Over the course of the eleven year period ending on December 31, 2017, the S&P 500 generated 87% in total return, which is impressive since that period started off headed so markedly in the wrong direction. Through this period, too, the VIX declined, reaching an all-time low of 9.14% on November 3, 2017.

Under the circumstances described in the above paragraph, it is as the authors of the study point out not surprising that “there has been a steady flow of assets to passive investments.” But that flow may reverse, and the ongoing increase of interest rates may be the catalyst for that reversal. Three quarters of the respondents say that the market now favors active managers.

Willing to Pay the Higher Fees

Let’s look at this point in the context of the trend over recent surveys. In 2015, Natixis found that 64% of institutions said they were upping their investments with active managers. In 2016, that number rose to 67%. In the latest survey it rose again, to 68%.

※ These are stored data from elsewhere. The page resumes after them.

//! Melee combat: contact attacks, kills, experience.
//!
//! Attacks resolve sequentially in attacker order. Each attacker off
//! cooldown strikes the nearest living enemy it is touching; a unit killed
//! earlier in the pass is no longer a valid target for later attackers,
//! and no longer attacks itself. This keeps kill attribution exact, which
//! is why this system is not parallelized.
//!
//! Player-army buffs modify outgoing damage and crit chance; the divine
//! shield reduces incoming damage; an invincible champion takes none.

use bevy_ecs::prelude::*;

use crate::components::{
    Champion, CombatState, Health, Position, Progression, TeamId, UnitStats,
};
use crate::config::{DifficultySettings, PLAYER_TEAM, UNIT_ATTACK_COOLDOWN, XP_PER_KILL};
use crate::rng::SimRng;
use crate::spatial::SpatialGrid;
use crate::systems::rewards::ActiveBuffs;
use crate::systems::waves::ScoreState;
use crate::systems::GameClock;
use crate::world::{DeathEvent, HitEvent, LevelUpEvent, SimEvents};

pub const CRIT_CHANCE: f32 = 0.1;
pub const CRIT_MULTIPLIER: f32 = 2.0;
/// Ticks of hit flash applied to a struck unit.
const HIT_COOLDOWN: u32 = 10;

type CombatQuery<'w, 's> = Query<
    'w,
    's,
    (
        Entity,
        &'static Position,
        &'static TeamId,
        &'static mut UnitStats,
        &'static mut CombatState,
        &'static mut Health,
        &'static mut Progression,
        Option<&'static Champion>,
    ),
>;

/// Resolves all melee attacks for the tick.
pub fn melee_combat_system(
    grid: Res<SpatialGrid>,
    clock: Res<GameClock>,
    buffs: Res<ActiveBuffs>,
    settings: Res<DifficultySettings>,
    mut rng: ResMut<SimRng>,
    mut score: ResMut<ScoreState>,
    mut events: ResMut<SimEvents>,
    mut query: CombatQuery,
) {
    let attackers: Vec<Entity> = query.iter().map(|(entity, ..)| entity).collect();

    for attacker in attackers {
        // Re-read live state: the attacker may have died earlier this pass
        let Ok((_, pos, team, stats, combat, health, _, _)) = query.get(attacker) else {
            continue;
        };
        if !health.is_alive() || combat.attack_cooldown > 0 {
            continue;
        }
        let (ax, ay) = (pos.x, pos.y);
        let my_team = team.0;
        let attack_range = stats.attack_range;
        let contact_range = stats.size * 2.0;
        let damage = stats.damage;

        let Some(target) = find_nearest_enemy(&grid, &query, attacker, ax, ay, my_team, attack_range)
        else {
            continue;
        };
        if target.distance >= contact_range {
            continue;
        }

        // Player buffs apply on the attacking or defending side only
        let mut crit_chance = CRIT_CHANCE;
        let mut damage_multiplier = 1.0;
        let mut damage_reduction = 0.0;
        if my_team == PLAYER_TEAM {
            crit_chance += buffs.crit_chance_bonus();
            damage_multiplier = buffs.damage_multiplier();
        }
        if target.team == PLAYER_TEAM {
            damage_reduction = buffs.damage_reduction();
        }

        let crit = rng.unit() < crit_chance;
        let mut final_damage = if crit { damage * CRIT_MULTIPLIER } else { damage };
        final_damage *= damage_multiplier;
        final_damage *= 1.0 - damage_reduction;
        if target.champion && buffs.champion_invincible(clock.now_ms) {
            final_damage = 0.0;
        }

        // Strike the victim
        let killed = {
            let Ok((_, _, _, _, mut victim_combat, mut victim_health, _, _)) =
                query.get_mut(target.entity)
            else {
                continue;
            };
            let was_alive = victim_health.is_alive();
            victim_health.damage(final_damage);
            victim_combat.hit_cooldown = HIT_COOLDOWN;
            was_alive && !victim_health.is_alive()
        };
        if final_damage > 0.0 {
            events.hits.push(HitEvent {
                x: target.x,
                y: target.y,
                team: target.team,
                damage: final_damage,
                crit,
            });
        }

        // Attacker follow-up: cooldown, and progression on a kill
        let Ok((_, pos, team, mut stats, mut combat, mut health, mut prog, _)) =
            query.get_mut(attacker)
        else {
            continue;
        };
        combat.attack_cooldown = UNIT_ATTACK_COOLDOWN;
        if killed {
            prog.kills += 1;
            if prog.gain_xp(XP_PER_KILL, &mut stats, &mut health) {
                events.level_ups.push(LevelUpEvent {
                    x: pos.x,
                    y: pos.y,
                    level: prog.level,
                });
            }
            events.deaths.push(DeathEvent {
                x: target.x,
                y: target.y,
                team: target.team,
            });
            if team.0 == PLAYER_TEAM {
                score.award_kill(settings.0.points_multiplier);
            }
        }
    }
}

struct TargetInfo {
    entity: Entity,
    distance: f32,
    x: f32,
    y: f32,
    team: u8,
    champion: bool,
}

/// Nearest living enemy within attack range. The grid narrows candidates;
/// distance is re-checked against live positions.
fn find_nearest_enemy(
    grid: &SpatialGrid,
    query: &CombatQuery,
    attacker: Entity,
    x: f32,
    y: f32,
    my_team: u8,
    attack_range: f32,
) -> Option<TargetInfo> {
    let mut nearest: Option<TargetInfo> = None;
    for entry in grid.query_nearby(x, y, attack_range) {
        if entry.entity == attacker || entry.team == my_team {
            continue;
        }
        let Ok((_, pos, team, _, _, health, _, champion)) = query.get(entry.entity) else {
            continue;
        };
        if !health.is_alive() {
            continue;
        }
        let dx = x - pos.x;
        let dy = y - pos.y;
        let distance = (dx * dx + dy * dy).sqrt();
        if distance < attack_range && nearest.as_ref().map_or(true, |t| distance < t.distance) {
            nearest = Some(TargetInfo {
                entity: entry.entity,
                distance,
                x: pos.x,
                y: pos.y,
                team: team.0,
                champion: champion.is_some(),
            });
        }
    }
    nearest
}
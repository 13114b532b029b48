//! Game phase tracking and end-of-tick cleanup.

use bevy_ecs::prelude::*;
use serde::{Deserialize, Serialize};

use crate::components::{Health, TeamId};
use crate::config::PLAYER_TEAM;
use crate::systems::waves::WaveState;

/// The overall state of a run. `GameOver` is terminal; the host restarts
/// the world to play again.
#[derive(Resource, Debug, Clone, Copy, PartialEq, Eq, Serialize, Deserialize)]
#[serde(rename_all = "snake_case")]
pub enum GamePhase {
    Playing,
    WaveTransition,
    GameOver,
}

impl Default for GamePhase {
    fn default() -> Self {
        GamePhase::Playing
    }
}

/// Derives the phase from wave state and the lose condition. The run is
/// lost the moment no living player unit remains.
pub fn game_state_system(
    wave: Res<WaveState>,
    mut phase: ResMut<GamePhase>,
    query: Query<(&TeamId, &Health)>,
) {
    if *phase == GamePhase::GameOver {
        return;
    }

    let player_alive = query
        .iter()
        .any(|(team, health)| team.0 == PLAYER_TEAM && health.is_alive());
    if !player_alive {
        *phase = GamePhase::GameOver;
        return;
    }

    *phase = if wave.transitioning {
        GamePhase::WaveTransition
    } else {
        GamePhase::Playing
    };
}

/// Despawns units that died this tick. Runs last so earlier systems can
/// still observe the corpse (for events and kill attribution).
pub fn prune_dead_system(mut commands: Commands, query: Query<(Entity, &Health)>) {
    for (entity, health) in query.iter() {
        if !health.is_alive() {
            commands.entity(entity).despawn();
        }
    }
}
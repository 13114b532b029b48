//! Enemy commander AI.
//!
//! The enemy army shares a single team target, recomputed periodically from
//! the power balance between the two armies. Power weighs head count by
//! average level, and the resulting ratio picks one of five strategies that
//! range from encirclement at overwhelming advantage down to full retreat.
//! Tick-driven sine wobbles keep the maneuvers from looking mechanical.

use std::f32::consts::PI;

use bevy_ecs::prelude::*;

use crate::components::{Health, Position, Progression, TeamId, Teams};
use crate::config::{ENEMY_TEAM, PLAYER_TEAM};
use crate::systems::SimTick;

/// Ticks between strategy recomputations.
const STRATEGY_INTERVAL: i32 = 15;
/// Power ratio when the player army is wiped out.
const RATIO_NO_PLAYERS: f32 = 999.0;
/// How much each average level adds to an army's power.
const LEVEL_POWER_WEIGHT: f32 = 0.1;

#[derive(Clone, Copy, Debug, PartialEq, Eq, Default)]
pub enum AiStrategy {
    /// Surround and crush with superior numbers.
    Overwhelming,
    /// Confident flanking and encirclement.
    Strong,
    /// Tactical positioning with calculated aggression.
    #[default]
    Even,
    /// Kiting and hit-and-run.
    Weak,
    /// Full retreat with evasive maneuvers.
    Desperate,
}

/// Strategy state for the enemy commander.
#[derive(Resource, Debug)]
pub struct EnemyAi {
    pub strategy: AiStrategy,
    pub update_timer: i32,
}

impl Default for EnemyAi {
    fn default() -> Self {
        Self {
            strategy: AiStrategy::default(),
            update_timer: STRATEGY_INTERVAL,
        }
    }
}

struct ArmyReadout {
    center: Option<(f32, f32)>,
    count: u32,
    total_level: u32,
}

impl ArmyReadout {
    fn power(&self) -> f32 {
        if self.count == 0 {
            return 0.0;
        }
        let avg_level = self.total_level as f32 / self.count as f32;
        self.count as f32 * (1.0 + avg_level * LEVEL_POWER_WEIGHT)
    }
}

/// Retargets the enemy team every few ticks based on the power balance.
pub fn ai_targeting_system(
    tick: Res<SimTick>,
    mut ai: ResMut<EnemyAi>,
    mut teams: ResMut<Teams>,
    query: Query<(&Position, &TeamId, &Health, &Progression)>,
) {
    ai.update_timer -= 1;
    if ai.update_timer > 0 {
        return;
    }
    ai.update_timer = STRATEGY_INTERVAL;

    let (players, enemies) = survey_armies(&query);
    let Some(player_center) = players.center else {
        return;
    };
    let Some(enemy_center) = enemies.center else {
        // Nothing left to maneuver with; converge on the player
        teams.0[ENEMY_TEAM as usize].target_x = player_center.0;
        teams.0[ENEMY_TEAM as usize].target_y = player_center.1;
        return;
    };

    let ratio = power_ratio(&players, &enemies);
    ai.strategy = select_strategy(ratio);

    let dx = player_center.0 - enemy_center.0;
    let dy = player_center.1 - enemy_center.1;
    let dist = (dx * dx + dy * dy).sqrt();
    let angle_to_player = dy.atan2(dx);
    let t = tick.0 as f32;

    let (tx, ty) = match ai.strategy {
        AiStrategy::Overwhelming => overwhelming_target(player_center, dist, angle_to_player, t),
        AiStrategy::Strong => strong_target(player_center, dist, angle_to_player, t),
        AiStrategy::Even => even_target(player_center, enemy_center, dist, angle_to_player, t),
        AiStrategy::Weak => weak_target(player_center, enemy_center, dist, angle_to_player, t),
        AiStrategy::Desperate => desperate_target(enemy_center, angle_to_player, t),
    };

    // Desperate retreats snap harder toward the new target
    let smoothing = if ai.strategy == AiStrategy::Desperate {
        0.5
    } else {
        0.3
    };
    let team = &mut teams.0[ENEMY_TEAM as usize];
    team.target_x = team.target_x * (1.0 - smoothing) + tx * smoothing;
    team.target_y = team.target_y * (1.0 - smoothing) + ty * smoothing;
}

fn survey_armies(query: &Query<(&Position, &TeamId, &Health, &Progression)>) -> (ArmyReadout, ArmyReadout) {
    let mut sums = [(0.0f32, 0.0f32); 2];
    let mut counts = [0u32; 2];
    let mut levels = [0u32; 2];
    for (pos, team, health, prog) in query.iter() {
        if !health.is_alive() {
            continue;
        }
        let side = team.0 as usize;
        if side > 1 {
            continue;
        }
        sums[side].0 += pos.x;
        sums[side].1 += pos.y;
        counts[side] += 1;
        levels[side] += prog.level;
    }
    let readout = |side: usize| ArmyReadout {
        center: (counts[side] > 0)
            .then(|| (sums[side].0 / counts[side] as f32, sums[side].1 / counts[side] as f32)),
        count: counts[side],
        total_level: levels[side],
    };
    (readout(PLAYER_TEAM as usize), readout(ENEMY_TEAM as usize))
}

/// Enemy power over player power.
fn power_ratio(players: &ArmyReadout, enemies: &ArmyReadout) -> f32 {
    if players.count == 0 {
        return RATIO_NO_PLAYERS;
    }
    if enemies.count == 0 {
        return 0.0;
    }
    enemies.power() / players.power()
}

pub fn select_strategy(power_ratio: f32) -> AiStrategy {
    if power_ratio >= 2.0 {
        AiStrategy::Overwhelming
    } else if power_ratio >= 1.3 {
        AiStrategy::Strong
    } else if power_ratio >= 0.7 {
        AiStrategy::Even
    } else if power_ratio >= 0.4 {
        AiStrategy::Weak
    } else {
        AiStrategy::Desperate
    }
}

fn overwhelming_target(player: (f32, f32), dist: f32, angle: f32, t: f32) -> (f32, f32) {
    // Orbit the player center, closing to surround
    let surround_angle = angle + (t * 0.05).sin() * PI;
    let surround_dist = (dist - 80.0).max(30.0);
    (
        player.0 + surround_angle.cos() * surround_dist,
        player.1 + surround_angle.sin() * surround_dist,
    )
}

fn strong_target(player: (f32, f32), dist: f32, angle: f32, t: f32) -> (f32, f32) {
    if dist > 150.0 {
        // Alternate flanks on the approach
        let flank_dir = if (t * 0.03).sin() > 0.0 { 1.0 } else { -1.0 };
        let flank_angle = angle + PI / 4.0 * flank_dir;
        (
            player.0 + flank_angle.cos() * 80.0,
            player.1 + flank_angle.sin() * 80.0,
        )
    } else {
        (player.0 + angle.cos() * 40.0, player.1 + angle.sin() * 40.0)
    }
}

fn even_target(
    player: (f32, f32),
    enemy: (f32, f32),
    dist: f32,
    angle: f32,
    t: f32,
) -> (f32, f32) {
    if dist > 200.0 {
        // Advance cautiously from our own center
        (enemy.0 + angle.cos() * 100.0, enemy.1 + angle.sin() * 100.0)
    } else if dist > 100.0 {
        let flank_dir = if (t * 0.04).sin() > 0.0 { 1.0 } else { -1.0 };
        let flank_angle = angle + PI / 3.0 * flank_dir;
        (
            player.0 + flank_angle.cos() * 70.0,
            player.1 + flank_angle.sin() * 70.0,
        )
    } else {
        // In close, circle the melee
        let circle_angle = angle + (t * 0.06).sin() * 0.5;
        (
            player.0 + circle_angle.cos() * 60.0,
            player.1 + circle_angle.sin() * 60.0,
        )
    }
}

fn weak_target(
    player: (f32, f32),
    enemy: (f32, f32),
    dist: f32,
    angle: f32,
    t: f32,
) -> (f32, f32) {
    if dist < 120.0 {
        // Break contact
        let retreat_angle = angle + PI;
        (
            enemy.0 + retreat_angle.cos() * 80.0,
            enemy.1 + retreat_angle.sin() * 80.0,
        )
    } else {
        // Kite at long range
        let kite_angle = angle + (t * 0.08).sin() * 1.2;
        (
            player.0 + kite_angle.cos() * 150.0,
            player.1 + kite_angle.sin() * 150.0,
        )
    }
}

fn desperate_target(enemy: (f32, f32), angle: f32, t: f32) -> (f32, f32) {
    let retreat_angle = angle + PI + (t * 0.1).sin() * 0.8;
    let tx = enemy.0 + retreat_angle.cos() * 300.0;
    let ty = enemy.1 + retreat_angle.sin() * 300.0;
    (tx.clamp(100.0, 900.0), ty.clamp(100.0, 900.0))
}
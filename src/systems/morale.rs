//! Morale system: units panic when badly outnumbered and rally otherwise.
//!
//! The flee/recover thresholds are offset to form a hysteresis band, so a
//! unit hovering around the break point does not flicker between states.

use bevy_ecs::prelude::*;

use crate::components::{Health, Morale, Position, TeamId};
use crate::spatial::SpatialGrid;

/// Local head-count radius in world units.
const MORALE_RADIUS: f32 = 100.0;
/// Morale lost per tick while overwhelmed.
const MORALE_DECREASE_RATE: f32 = 2.0;
/// Morale regained per tick otherwise.
const MORALE_INCREASE_RATE: f32 = 0.5;
/// Below this a unit breaks and flees.
const FLEE_THRESHOLD: f32 = 20.0;
/// A fleeing unit only rallies once morale climbs back past this.
const RECOVER_THRESHOLD: f32 = 40.0;

/// Updates morale from the local ally/enemy balance in the grid snapshot.
/// A unit is overwhelmed when nearby enemies outnumber allies two to one
/// and there are more than five of them. The unit counts itself among the
/// allies, so a lone unit still has one head on its side.
pub fn morale_system(
    grid: Res<SpatialGrid>,
    mut query: Query<(&Position, &TeamId, &mut Morale, &Health)>,
) {
    for (pos, team, mut morale, health) in query.iter_mut() {
        if !health.is_alive() {
            continue;
        }

        let mut nearby_allies = 0u32;
        let mut nearby_enemies = 0u32;
        for entry in grid.query_nearby(pos.x, pos.y, MORALE_RADIUS) {
            if entry.team == team.0 {
                nearby_allies += 1;
            } else {
                nearby_enemies += 1;
            }
        }

        if nearby_enemies > nearby_allies * 2 && nearby_enemies > 5 {
            morale.value -= MORALE_DECREASE_RATE;
            if morale.value < FLEE_THRESHOLD {
                morale.fleeing = true;
            }
        } else {
            morale.value = (morale.value + MORALE_INCREASE_RATE).min(100.0);
            if morale.value > RECOVER_THRESHOLD {
                morale.fleeing = false;
            }
        }
    }
}

#[cfg(test)]
mod tests {
    use super::*;
    use crate::components::UnitBundle;

    fn run_morale(world: &mut World) {
        let mut schedule = Schedule::default();
        schedule.add_systems(morale_system);
        schedule.run(world);
    }

    /// Spawn a unit and surround it in the grid with the given head counts.
    fn setup(allies: u32, enemies: u32) -> (World, Entity) {
        let mut world = World::new();
        world.insert_resource(SpatialGrid::default());
        let entity = world.spawn(UnitBundle::soldier(500.0, 500.0, 0)).id();

        let mut grid = world.resource_mut::<SpatialGrid>();
        grid.insert(entity, 500.0, 500.0, 0);
        for i in 0..allies {
            grid.insert(Entity::from_raw(1000 + i), 505.0 + i as f32, 500.0, 0);
        }
        for i in 0..enemies {
            grid.insert(Entity::from_raw(2000 + i), 495.0 - i as f32, 500.0, 1);
        }
        (world, entity)
    }

    #[test]
    fn test_outnumbered_unit_loses_morale() {
        let (mut world, entity) = setup(1, 6);
        run_morale(&mut world);
        let morale = world.get::<Morale>(entity).unwrap();
        assert_eq!(morale.value, 98.0);
        assert!(!morale.fleeing);
    }

    #[test]
    fn test_few_enemies_do_not_scare() {
        // 2:1 ratio satisfied but only 5 enemies, below the absolute floor
        let (mut world, entity) = setup(1, 5);
        run_morale(&mut world);
        let morale = world.get::<Morale>(entity).unwrap();
        assert_eq!(morale.value, 100.0);
    }

    #[test]
    fn test_unit_counts_itself_as_ally() {
        // 6 enemies vs 2 allies plus self: 6 is not more than double 3
        let (mut world, entity) = setup(2, 6);
        run_morale(&mut world);
        let morale = world.get::<Morale>(entity).unwrap();
        assert_eq!(morale.value, 100.0);
        assert!(!morale.fleeing);
    }

    #[test]
    fn test_unit_breaks_below_flee_threshold() {
        let (mut world, entity) = setup(0, 8);
        world.get_mut::<Morale>(entity).unwrap().value = 21.0;

        run_morale(&mut world);
        let morale = world.get::<Morale>(entity).unwrap();
        assert_eq!(morale.value, 19.0);
        assert!(morale.fleeing);
    }

    #[test]
    fn test_hysteresis_band_keeps_unit_fleeing() {
        // Safe again, but morale inside the 20..40 band: still fleeing
        let (mut world, entity) = setup(5, 0);
        {
            let mut morale = world.get_mut::<Morale>(entity).unwrap();
            morale.value = 30.0;
            morale.fleeing = true;
        }

        run_morale(&mut world);
        let morale = world.get::<Morale>(entity).unwrap();
        assert_eq!(morale.value, 30.5);
        assert!(morale.fleeing, "still inside the hysteresis band");

        // Keep recovering until past the recover threshold
        for _ in 0..20 {
            run_morale(&mut world);
        }
        let morale = world.get::<Morale>(entity).unwrap();
        assert!(morale.value > 40.0);
        assert!(!morale.fleeing);
    }

    #[test]
    fn test_morale_caps_at_hundred() {
        let (mut world, entity) = setup(3, 0);
        run_morale(&mut world);
        assert_eq!(world.get::<Morale>(entity).unwrap().value, 100.0);
    }
}
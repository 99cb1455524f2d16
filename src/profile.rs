//! Illustrative site load profile.
//!
//! Shown alongside every estimate so a reader can compare generation against
//! what the site actually draws. The estimator never reads it.

use serde::{Deserialize, Serialize};

/// Annual consumption summary for the site being assessed.
#[derive(Debug, Clone, PartialEq, Serialize, Deserialize)]
#[serde(default, deny_unknown_fields)]
pub struct LoadProfile {
    /// Display name of the site operator.
    pub name: String,
    /// Total grid import over a year (kWh).
    pub annual_consumption_kwh: f64,
    /// Typical daily consumption (kWh).
    pub average_daily_kwh: f64,
    /// Highest half-hour demand seen on bills (kW).
    pub peak_demand_kw: f64,
    /// Working days per year.
    pub working_days_per_year: u32,
    /// Consumption per calendar month (kWh), January first.
    pub monthly_kwh: Vec<f64>,
}

impl Default for LoadProfile {
    fn default() -> Self {
        Self {
            name: "Network Rail".to_string(),
            annual_consumption_kwh: 424_000.0,
            average_daily_kwh: 1160.0,
            peak_demand_kw: 210.0,
            working_days_per_year: 260,
            monthly_kwh: vec![
                32_000.0, 31_000.0, 33_000.0, 35_000.0, 36_000.0, 38_000.0, 39_000.0, 40_000.0,
                37_000.0, 36_000.0, 34_000.0, 33_000.0,
            ],
        }
    }
}

impl LoadProfile {
    /// Sum of the monthly breakdown (kWh).
    pub fn monthly_total_kwh(&self) -> f64 {
        self.monthly_kwh.iter().sum()
    }
}

#[cfg(test)]
mod tests {
    use super::*;

    #[test]
    fn default_monthly_split_keeps_annual_total() {
        let p = LoadProfile::default();
        assert_eq!(p.monthly_total_kwh(), p.annual_consumption_kwh);
    }

    #[test]
    fn default_has_twelve_months() {
        let p = LoadProfile::default();
        assert_eq!(p.monthly_kwh.len(), 12);
        assert!(p.monthly_total_kwh() > 0.0);
    }
}
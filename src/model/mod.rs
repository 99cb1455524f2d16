//! Solar yield and savings estimator.
//!
//! [`estimate`] is the only entry point the boundary layers need: it is pure,
//! total over any [`EstimatorConfig`], and keeps no state between calls.

/// Horizontal to plane-of-array transposition.
pub mod irradiance;
pub mod savings;
pub mod types;

pub use types::{EstimateResult, MonthlySolarDetail, Savings, Transposition};

use crate::config::EstimatorConfig;

/// Estimates annual PV yield and no-export savings for a site.
///
/// # Examples
///
/// ```
/// use pv_savings::config::EstimatorConfig;
/// use pv_savings::model::estimate;
///
/// let result = estimate(&EstimatorConfig::baseline());
/// assert_eq!(result.solar.monthly.len(), 12);
/// assert!(!result.savings.demand_cap_applied);
/// ```
pub fn estimate(config: &EstimatorConfig) -> EstimateResult {
    let site = &config.site;
    let solar = irradiance::transpose(
        site.latitude_deg,
        site.tilt_deg,
        site.albedo,
        &config.climate.ghi_daily,
        &config.climate.dhi_daily,
    );
    let savings = savings::aggregate(solar.annual_poa_kwh_m2, config);

    EstimateResult {
        inputs: config.clone(),
        solar,
        savings,
    }
}

/// Rounds `x` to `digits` decimal places, halves rounding up.
///
/// ```
/// use pv_savings::model::round_to;
///
/// assert_eq!(round_to(2.345, 1), 2.3);
/// assert_eq!(round_to(-0.5, 0), 0.0);
/// assert_eq!(round_to(1234.5, 0), 1235.0);
/// ```
pub fn round_to(x: f64, digits: i32) -> f64 {
    let p = 10_f64.powi(digits);
    (x * p + 0.5).floor() / p
}
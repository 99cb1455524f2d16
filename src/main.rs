//! pv-savings entry point: CLI wiring around the estimator.

mod cli;

use std::process;

use tracing::{error, info, warn};

use pv_savings::config::EstimatorConfig;
use pv_savings::io::export::export_monthly_csv;
use pv_savings::model::estimate;
use pv_savings::report::EstimateReport;
use pv_savings::telemetry::init_tracing;

fn main() {
    init_tracing();

    let cli = match cli::parse_args() {
        Ok(opts) => opts,
        Err(e) => {
            eprintln!("error: {e}");
            cli::print_usage();
            process::exit(1);
        }
    };

    // --scenario takes priority, then --preset, then the baseline
    let loaded = match (&cli.scenario, &cli.preset) {
        (Some(path), _) => EstimatorConfig::from_toml_file(path),
        (None, Some(name)) => EstimatorConfig::from_preset(name),
        (None, None) => Ok(EstimatorConfig::baseline()),
    };
    let base = match loaded {
        Ok(cfg) => cfg,
        Err(e) => {
            error!("{e}");
            process::exit(1);
        }
    };

    if !cli.overrides.is_empty() {
        info!(overrides = ?cli.overrides, "applying overrides");
    }
    let config = cli.overrides.apply(&base);
    for issue in config.validate() {
        warn!(field = %issue.field, "questionable input: {}", issue.message);
    }

    let result = estimate(&config);
    let report = EstimateReport::from(&result);

    if cli.json {
        match report.to_json_pretty() {
            Ok(body) => println!("{body}"),
            Err(e) => {
                error!("failed to serialize report: {e}");
                process::exit(1);
            }
        }
    } else {
        println!("{report}");
    }

    if let Some(ref path) = cli.monthly_out {
        if let Err(e) = export_monthly_csv(&result.solar.monthly, path) {
            error!("failed to write CSV: {e}");
            process::exit(1);
        }
        info!(path = %path.display(), "monthly diagnostics written");
    }

    #[cfg(feature = "api")]
    if cli.serve {
        use std::net::SocketAddr;
        use std::sync::Arc;

        use pv_savings::api::{AppState, serve};

        let mut state = AppState::new(config);
        if let Some(dir) = cli.public_dir {
            state.frontend_path = dir.join("index.html");
        }
        if let Some(dir) = cli.assets_dir {
            state.assets_dir = dir;
        }
        let addr = SocketAddr::from(([0, 0, 0, 0], cli.port));
        let rt = tokio::runtime::Runtime::new().unwrap_or_else(|e| {
            error!("failed to create tokio runtime: {e}");
            process::exit(1);
        });
        if let Err(e) = rt.block_on(serve(Arc::new(state), addr)) {
            error!(%addr, "server error: {e}");
            process::exit(1);
        }
    }
}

Three quarters of institutions say that they are willing to pay higher fees for active management.

Further, institutions believe that many individual investors are overly focused on the fees, a false economy that can deprive them of an opportunity for overperformance.

Institutions also believe that individual investors have other misconceptions about passive products. Seventy percent say that individuals are unaware of the risks associated with passivity, and three-quarters say individuals often have a false sense of security on the subject.

Alternative Investments

The same wariness that is leading institutions into the realm of active managers is leading them to alternative investments as well. They prize several goals that hedge funds help them pursue: the biggest are diversification, risk management, and the pursuit of high returns.

Different hedge fund strategies, unsurprisingly, serve different goals. Global macro is considered by institutions to be the best strategy for diversification and/or low correlation. But private equity is seen as the best for the pursuit of alpha, and managed futures is optimal for the mitigation of risk/volatility.

Commodities are thought the best inflation hedge on offer in the HF space, and infrastructure funds are seen as the best route to stable income, that is, as a replacement for traditional fixed income investments. In the pursuit of stable income, real estate funds and private debt funds are also highly rated choices.

ESG as Standard Practice

Natixis also observes the growth of concern about environmental, social, or governance crises, and the growth of ESG minded investment among institutions as a consequence. Not only can an awareness of ESG help institutions “steer clear of potential problems, it can also help them navigate a path to potential profits,” the report says.

More than half (56%) of those surveyed agreed that ESG mitigates risks. A larger number (59%) agreed with what may seem the more demanding proposition that there is alpha to be found in ESG. A still larger number (61%) believe that the incorporation of ESG into investment strategy “will become a standard practice within the next five years.”